Normally, when an enemy captures and burns the capitol of a nation and sends its government fleeing for their lives into the hinterlands, the war is over and the enemy has prevailed. Exactly that fate befell the United States on 22 August, 1814. As the White House, the Capitol and the Library of Congress were burning at the hands of the British, President Madison and the rest of the government were running for their lives into Maryland, with critical documents and possessions, including the Constitution and the Declaration of Independence, loaded in their wagons.
Yet this war was NOT over. America was NOT defeated. Not yet.
The greatest strength of the United States lay not in its armies, but in its Navy and its privateers. Warships like the US Frigate Constitution ("Old Ironsides") and her sister ship, the USF Constellation, had been launched in Fells Point in Baltimore. (Though they lie at dock in Boston and Baltimore, respectively, both of those ships are still commissioned in the US Navy.)
Even more important were the Baltimore Clippers. These were the fastest ships on the seas. Though they carried light guns, they could out-maneuver, out-fight, and outrun any other ship, including all of the ships of the British Navy.
Whether flying the union jacks of the US Navy, or operating as privateers privately owned and manned ships commissioned by Congress to attack enemy shipping -- the clippers were the scourge of the seas. And all of these vessels were, as their name implied, built and launched on the Chesapeake Bay around Baltimore.
So, as Washington burned, the British army and fleet turned their attention north toward Baltimore. They knew that until Baltimore was captured, the source of those frigates and clippers could not be cut off. The war could not be won until that was done. To take Baltimore, they first had to subdue Ft. McHenry, which guarded its harbor. With that, Britain would finally regain her "American colonies."

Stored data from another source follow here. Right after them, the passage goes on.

use std::sync::{Arc, Mutex};

use obsidia::logs::{LogEvent, LogListener, LogOrigin};

/// Records every line it receives, in delivery order.
#[derive(Debug, Default, Clone)]
pub struct RecordingListener {
    events: Arc<Mutex<Vec<LogEvent>>>,
}

impl RecordingListener {
    pub fn new() -> Self {
        Self::default()
    }

    pub fn events(&self) -> Vec<LogEvent> {
        self.events.lock().unwrap().clone()
    }

    pub fn lines(&self) -> Vec<String> {
        self.events().into_iter().map(|e| e.line).collect()
    }

    /// Lines that came from the server's stdout.
    pub fn console_lines(&self) -> Vec<String> {
        self.events()
            .into_iter()
            .filter(|e| e.origin == LogOrigin::Console)
            .map(|e| e.line)
            .collect()
    }

    pub fn contains(&self, needle: &str) -> bool {
        self.events().iter().any(|e| e.line.contains(needle))
    }
}

impl LogListener for RecordingListener {
    fn receive(&self, event: &LogEvent) {
        self.events.lock().unwrap().push(event.clone());
    }

    fn name(&self) -> &str {
        "recording"
    }
}
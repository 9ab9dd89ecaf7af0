// src/schedule/mod.rs

//! Weekly schedules for restarts and backups.
//!
//! - [`rule`] parses `"<days> <HHMM>"` strings and computes the number of
//!   seconds until the next matching moment. Pure and deterministic given
//!   `now`.
//! - [`tracker`] keeps the per-rule state the monitor loop needs between
//!   polls (crossing detection and one-shot countdown warnings).

pub mod rule;
pub mod tracker;

pub use rule::{ScheduleRule, WEEKDAY_LETTERS};
pub use tracker::{describe_countdown, ScheduleSignal, ScheduleTracker, WARNING_THRESHOLDS};
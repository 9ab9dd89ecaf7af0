#![allow(dead_code)]

use std::fs;
use std::path::{Path, PathBuf};
use std::sync::Arc;

use obsidia::clock::Clock;
use obsidia::config::{ServerConfig, ServerProperties};
use obsidia::fs::RealFileSystem;
use obsidia::supervisor::Supervisor;
use tempfile::TempDir;

use crate::builders::ServerConfigBuilder;

/// Shell stand-in for a game server.
///
/// - prints a readiness line on start;
/// - echoes every console command back as `> <command>`;
/// - `stop` exits 0, `crash` exits 3;
/// - exits 0 when stdin closes.
pub const FAKE_SERVER_SCRIPT: &str = r#"
echo "Starting fake server"
echo "[Server thread/INFO]: Done (0.42s)! For help, type \"help\""
while IFS= read -r line; do
  case "$line" in
    stop) echo "Stopping the server"; exit 0 ;;
    crash) echo "Exception in server tick loop"; exit 3 ;;
    *) echo "> $line" ;;
  esac
done
"#;

/// Like [`FAKE_SERVER_SCRIPT`] but ignores `stop`, for timeout paths.
pub const STUBBORN_SERVER_SCRIPT: &str = r#"
echo "[Server thread/INFO]: Done (0.10s)!"
while IFS= read -r line; do
  echo "> $line"
done
sleep 60
"#;

/// A throwaway server directory with a jar, a world and a config.
pub struct FakeServer {
    dir: TempDir,
    config: ServerConfig,
}

impl FakeServer {
    /// Server running [`FAKE_SERVER_SCRIPT`] with the builder's defaults.
    pub fn new() -> Self {
        Self::with_config(ServerConfigBuilder::new().shell_script(FAKE_SERVER_SCRIPT))
    }

    pub fn with_config(builder: ServerConfigBuilder) -> Self {
        let dir = tempfile::tempdir().expect("create temp server dir");
        let root = dir.path();

        fs::write(root.join("server.jar"), b"").unwrap();
        fs::write(
            root.join("server.properties"),
            "level-name=world\nmotd=A fake server\n",
        )
        .unwrap();

        let world = root.join("world");
        fs::create_dir_all(world.join("region")).unwrap();
        fs::write(world.join("level.dat"), b"level-v1").unwrap();
        fs::write(world.join("region").join("r.0.0.mca"), b"chunks-v1").unwrap();
        fs::write(world.join("session.lock"), b"lock").unwrap();

        Self {
            dir,
            config: builder.build(),
        }
    }

    pub fn path(&self) -> &Path {
        self.dir.path()
    }

    pub fn world(&self) -> PathBuf {
        self.dir.path().join("world")
    }

    pub fn backups(&self) -> PathBuf {
        self.dir.path().join(&self.config.backups.root)
    }

    pub fn config(&self) -> &ServerConfig {
        &self.config
    }

    /// Supervisor over the real filesystem.
    pub fn supervisor(&self, clock: Arc<dyn Clock>) -> Supervisor {
        let properties =
            ServerProperties::load(self.path()).expect("read fake server.properties");
        Supervisor::new(
            self.path(),
            self.config.clone(),
            properties,
            Arc::new(RealFileSystem),
            clock,
        )
    }
}

impl Default for FakeServer {
    fn default() -> Self {
        Self::new()
    }
}
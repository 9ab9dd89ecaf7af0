#![allow(dead_code)]

use obsidia::config::{RawServerConfig, ServerConfig};

/// Builder for `ServerConfig` to simplify test setup.
///
/// Starts from the same defaults an empty `obsidia.toml` gets, with a short
/// poll interval and no restart delay so tests run quickly.
pub struct ServerConfigBuilder {
    config: RawServerConfig,
}

impl ServerConfigBuilder {
    pub fn new() -> Self {
        let mut config = RawServerConfig::default();
        config.monitor.poll_interval_secs = 1;
        config.monitor.stop_timeout_secs = 5;
        config.restarts.restart_delay_secs = 0;
        Self { config }
    }

    pub fn name(mut self, name: &str) -> Self {
        self.config.server.name = name.to_string();
        self
    }

    /// Run `script` with `sh -c`; `-jar <jar> <flag>` become `$0..$2`.
    pub fn shell_script(mut self, script: &str) -> Self {
        self.config.server.executable = "sh".to_string();
        self.config.server.args = vec!["-c".to_string(), script.to_string()];
        self
    }

    pub fn readiness_marker(mut self, marker: &str) -> Self {
        self.config.server.readiness_marker = marker.to_string();
        self
    }

    pub fn restart_on_crash(mut self, enabled: bool) -> Self {
        self.config.restarts.restart_on_crash = enabled;
        self
    }

    pub fn restart_delay_secs(mut self, secs: u64) -> Self {
        self.config.restarts.restart_delay_secs = secs;
        self
    }

    pub fn restart_schedule(mut self, schedule: &str) -> Self {
        self.config.restarts.autorestart = true;
        self.config.restarts.schedule = schedule.to_string();
        self
    }

    pub fn backup_schedule(mut self, schedule: &str) -> Self {
        self.config.backups.enabled = true;
        self.config.backups.schedule = schedule.to_string();
        self
    }

    pub fn max_backups(mut self, max: usize) -> Self {
        self.config.backups.max_backups = max;
        self
    }

    pub fn exclude(mut self, names: &[&str]) -> Self {
        self.config.backups.exclude = names.iter().map(|n| n.to_string()).collect();
        self
    }

    pub fn stop_timeout_secs(mut self, secs: u64) -> Self {
        self.config.monitor.stop_timeout_secs = secs;
        self
    }

    pub fn raw(&self) -> &RawServerConfig {
        &self.config
    }

    pub fn build(self) -> ServerConfig {
        ServerConfig::try_from(self.config).expect("Failed to build valid config from builder")
    }
}

impl Default for ServerConfigBuilder {
    fn default() -> Self {
        Self::new()
    }
}
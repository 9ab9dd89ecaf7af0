// src/process/launch.rs

use std::path::{Path, PathBuf};

use crate::config::ServerSection;

/// Everything needed to build the child's command line.
///
/// The child is always invoked as
/// `<executable> <args...> -jar <jar> <headless_flag>` with the server
/// directory as its working directory.
#[derive(Debug, Clone, PartialEq, Eq)]
pub struct LaunchSpec {
    pub directory: PathBuf,
    pub executable: String,
    pub args: Vec<String>,
    pub jar: String,
    /// Omitted from the command line when empty.
    pub headless_flag: String,
}

impl LaunchSpec {
    pub fn from_config(directory: impl AsRef<Path>, server: &ServerSection) -> Self {
        Self {
            directory: directory.as_ref().to_path_buf(),
            executable: server.executable.clone(),
            args: server.args.clone(),
            jar: server.jar.clone(),
            headless_flag: server.headless_flag.clone(),
        }
    }

    /// Arguments passed to the executable.
    pub fn argv(&self) -> Vec<String> {
        let mut argv: Vec<String> = self
            .args
            .iter()
            .filter(|a| !a.is_empty())
            .cloned()
            .collect();
        argv.push("-jar".to_string());
        argv.push(self.jar.clone());
        if !self.headless_flag.is_empty() {
            argv.push(self.headless_flag.clone());
        }
        argv
    }

    /// Shell-like rendering for logs and `--dry-run`.
    pub fn command_line(&self) -> String {
        std::iter::once(self.executable.clone())
            .chain(self.argv())
            .collect::<Vec<_>>()
            .join(" ")
    }
}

This naval reality was equally well known to the Americans. All possible troops were gathered in Baltimore to defend the land routes to attack the Fort from behind. Major George Armistead, commander of Fort McHenry, made his own preparations. He assembled his able gun crews. He filled the underground bunkers with shot and powder to sink the British ships that came within range. And he had made one other preparation well in advance.
In the warfare of the day, flags were more than just symbols or decorations. They were an essential factor in battle. In naval warfare, a ship was still in the fight as long as its flag was flying. When a captain "struck his colors," that was the universally recognized symbol to cease fire, because the ship was prepared to surrender. Remember what John Paul Jones answered from the deck of the Bon Homme Richard when the Captain of the Serapis, which was grappled to his sinking ship, hailed him to "Strike your colors." Captain Jones said, "I have not yet begun to fight." He captured the Serapis, just before his own ship sank.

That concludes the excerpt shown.